Но наиболее важным признаком надвигающегося взрыва был не сам по себе рост рабочего движения, а солидарность с ним почти всех слоев общества. Даже съезд промышленников, словно для намеренного посрамления марксистской ортодоксии, поддержал рабочее движение. В телеграмме на имя премьера Горемыкина съезд указал, что забастовки вызваны причинами, которые лежат «вне сферы действия торговли и промышленности». «Власть борется с рабочим движением средствами, которые промышленники не могут одобрить. Задача промышленности — ввести рабочее движение в должные рамки и смягчить его, а не обострять; между тем, правительство в своей борьбе с рабочими знает один лишь лозунг, держится одного лишь принципа: хватай!» — говорили делегаты съезда[229].
Правительство насаждает «повсеместный административный произвол», «создает недовольство и глубокое брожение в широких и спокойных слоях населения»[230], — констатировала резолюция Государственной Думы, принятая большинством в две трети голосов, то есть ее поддержали не только революционные партии, не только умеренная кадетская оппозиция, но и партия октябристов.
«Наше объединенное правительство лишено творческих сил и государственного понимания… На одно только у объединенного правительства хватает энергии и страсти — на борьбу с обществом, — мотивировал резолюцию умеренный депутат-прогрессист Ефремов[231]. — Земства и города всячески стесняются, школы и суд разрушаются.

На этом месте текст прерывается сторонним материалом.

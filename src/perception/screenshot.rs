use base64::Engine as _;
use image::imageops::FilterType;
use image::DynamicImage;

use crate::errors::{PilotError, PilotResult};
use crate::perception::types::{CaptureRequest, Observation, Region};

/// Crop, downscale and JPEG-encode a raw capture for transport to the model.
pub fn encode_for_transport(
    raw: DynamicImage,
    request: &CaptureRequest,
    jpeg_quality: u8,
) -> PilotResult<Observation> {
    let mut img = raw;
    if let Some(region) = request.region {
        img = crop_region(&img, region)?;
    }
    let (source_width, source_height) = (img.width(), img.height());

    if let Some(max) = request.max_size {
        if img.width() > max.width || img.height() > max.height {
            img = img.resize(max.width, max.height, FilterType::Lanczos3);
            tracing::debug!(
                from = %format!("{source_width}×{source_height}"),
                to = %format!("{}×{}", img.width(), img.height()),
                "capture downscaled"
            );
        }
    }

    let rgb = img.to_rgb8();
    let mut jpeg = Vec::new();
    image::codecs::jpeg::JpegEncoder::new_with_quality(&mut jpeg, jpeg_quality.clamp(1, 100))
        .encode_image(&rgb)
        .map_err(|e| PilotError::Perception(format!("JPEG encode: {e}")))?;

    Ok(Observation {
        image_base64: base64::engine::general_purpose::STANDARD.encode(&jpeg),
        width: rgb.width(),
        height: rgb.height(),
        source_width,
        source_height,
        captured_at: chrono::Utc::now(),
    })
}

/// Crop to `region`, clamped to the image bounds.
fn crop_region(img: &DynamicImage, region: Region) -> PilotResult<DynamicImage> {
    let (w, h) = (img.width(), img.height());
    if region.x >= w || region.y >= h {
        return Err(PilotError::Perception(format!(
            "region origin ({}, {}) outside {w}×{h} capture",
            region.x, region.y
        )));
    }
    let cw = region.width.min(w - region.x);
    let ch = region.height.min(h - region.y);
    if cw == 0 || ch == 0 {
        return Err(PilotError::Perception("zero-size region".into()));
    }
    Ok(img.crop_imm(region.x, region.y, cw, ch))
}

#[cfg(feature = "desktop")]
pub use desktop::XcapCapture;

#[cfg(feature = "desktop")]
mod desktop {
    use async_trait::async_trait;

    use super::encode_for_transport;
    use crate::errors::{PilotError, PilotResult};
    use crate::perception::traits::ScreenCapture;
    use crate::perception::types::{CaptureRequest, Observation, ScreenSize};

    /// Primary-monitor capture backed by `xcap`.
    pub struct XcapCapture {
        jpeg_quality: u8,
    }

    impl XcapCapture {
        pub fn new(jpeg_quality: u8) -> Self {
            Self { jpeg_quality }
        }
    }

    fn primary_monitor() -> PilotResult<xcap::Monitor> {
        let monitors = xcap::Monitor::all()
            .map_err(|e| PilotError::Perception(format!("enumerate monitors: {e}")))?;
        let mut fallback = None;
        for monitor in monitors {
            if monitor.is_primary() {
                return Ok(monitor);
            }
            fallback.get_or_insert(monitor);
        }
        fallback.ok_or_else(|| PilotError::Perception("no monitor found".into()))
    }

    #[async_trait]
    impl ScreenCapture for XcapCapture {
        async fn capture(&self, request: CaptureRequest) -> PilotResult<Observation> {
            let quality = self.jpeg_quality;
            tokio::task::spawn_blocking(move || {
                let monitor = primary_monitor()?;
                let raw = monitor
                    .capture_image()
                    .map_err(|e| PilotError::Perception(format!("capture: {e}")))?;
                encode_for_transport(image::DynamicImage::ImageRgba8(raw), &request, quality)
            })
            .await
            .map_err(|e| PilotError::Perception(format!("capture task join: {e}")))?
        }

        fn physical_size(&self) -> PilotResult<ScreenSize> {
            let monitor = primary_monitor()?;
            let scale = monitor.scale_factor() as f64;
            // xcap reports logical extents on some platforms; normalise to pixels.
            let (w, h) = if cfg!(target_os = "macos") {
                (
                    (monitor.width() as f64 * scale).round() as u32,
                    (monitor.height() as f64 * scale).round() as u32,
                )
            } else {
                (monitor.width(), monitor.height())
            };
            Ok(ScreenSize::new(w, h))
        }
    }
}

#[cfg(test)]
mod tests {
    use super::*;
    use crate::perception::types::ScreenSize;

    fn solid(w: u32, h: u32) -> DynamicImage {
        DynamicImage::ImageRgba8(image::RgbaImage::from_pixel(w, h, image::Rgba([40, 80, 120, 255])))
    }

    #[test]
    fn test_downscale_preserves_aspect() {
        let req = CaptureRequest {
            region: None,
            max_size: Some(ScreenSize::new(1920, 1080)),
        };
        let obs = encode_for_transport(solid(3840, 2160), &req, 85).unwrap();
        assert_eq!((obs.width, obs.height), (1920, 1080));
        assert_eq!((obs.source_width, obs.source_height), (3840, 2160));
        assert!(!obs.image_base64.is_empty());
    }

    #[test]
    fn test_small_capture_untouched() {
        let req = CaptureRequest {
            region: None,
            max_size: Some(ScreenSize::new(1920, 1080)),
        };
        let obs = encode_for_transport(solid(800, 600), &req, 85).unwrap();
        assert_eq!((obs.width, obs.height), (800, 600));
    }

    #[test]
    fn test_region_is_clamped() {
        let req = CaptureRequest {
            region: Some(Region { x: 700, y: 500, width: 400, height: 400 }),
            max_size: None,
        };
        let obs = encode_for_transport(solid(800, 600), &req, 85).unwrap();
        assert_eq!((obs.width, obs.height), (100, 100));
    }

    #[test]
    fn test_region_outside_capture_fails() {
        let req = CaptureRequest {
            region: Some(Region { x: 900, y: 0, width: 10, height: 10 }),
            max_size: None,
        };
        assert!(encode_for_transport(solid(800, 600), &req, 85).is_err());
    }
}
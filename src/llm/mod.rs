pub mod provider;
pub mod providers;
pub mod registry;
pub mod sse_parser;
pub mod types;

На права народного представительства [Думы] ведется систематический поход. Только в этом правительство объединено, только в этом здесь оно действует последовательно… Антагонизм различных ведомств во всем, что не касается борьбы с обществом, интриги сановников, своеволия местных властей, вмешательства союзнических [Союза русского народа] организаций и прикрывающихся религиозным мистицизмом развратных проходимцев [Распутин], вмешивающихся в назначение высших должностных лиц и в управление государством, — все это служит ясным показателем разложения и анархии власти»[232].
Обстановка грозно напоминала 1905 год, причем становилась все более накаленной. С начала июля на Путиловском заводе начались волнения в знак солидарности с бастовавшими бакинскими нефтяниками, беспорядки перекинулись и на другие предприятия.
«4-го июля, с утра в течение дня, прекратили работу рабочие фабрично-заводских предприятий и типографий, в числе около 60 000 человек, причем большая часть из них, выйдя на улицу, пыталась петь революционные песни и по пути следования снимать с работ небастующих еще рабочих, но чинами полиции демонстранты были немедленно рассеиваемы», — писала газета «Ранее утро»[233].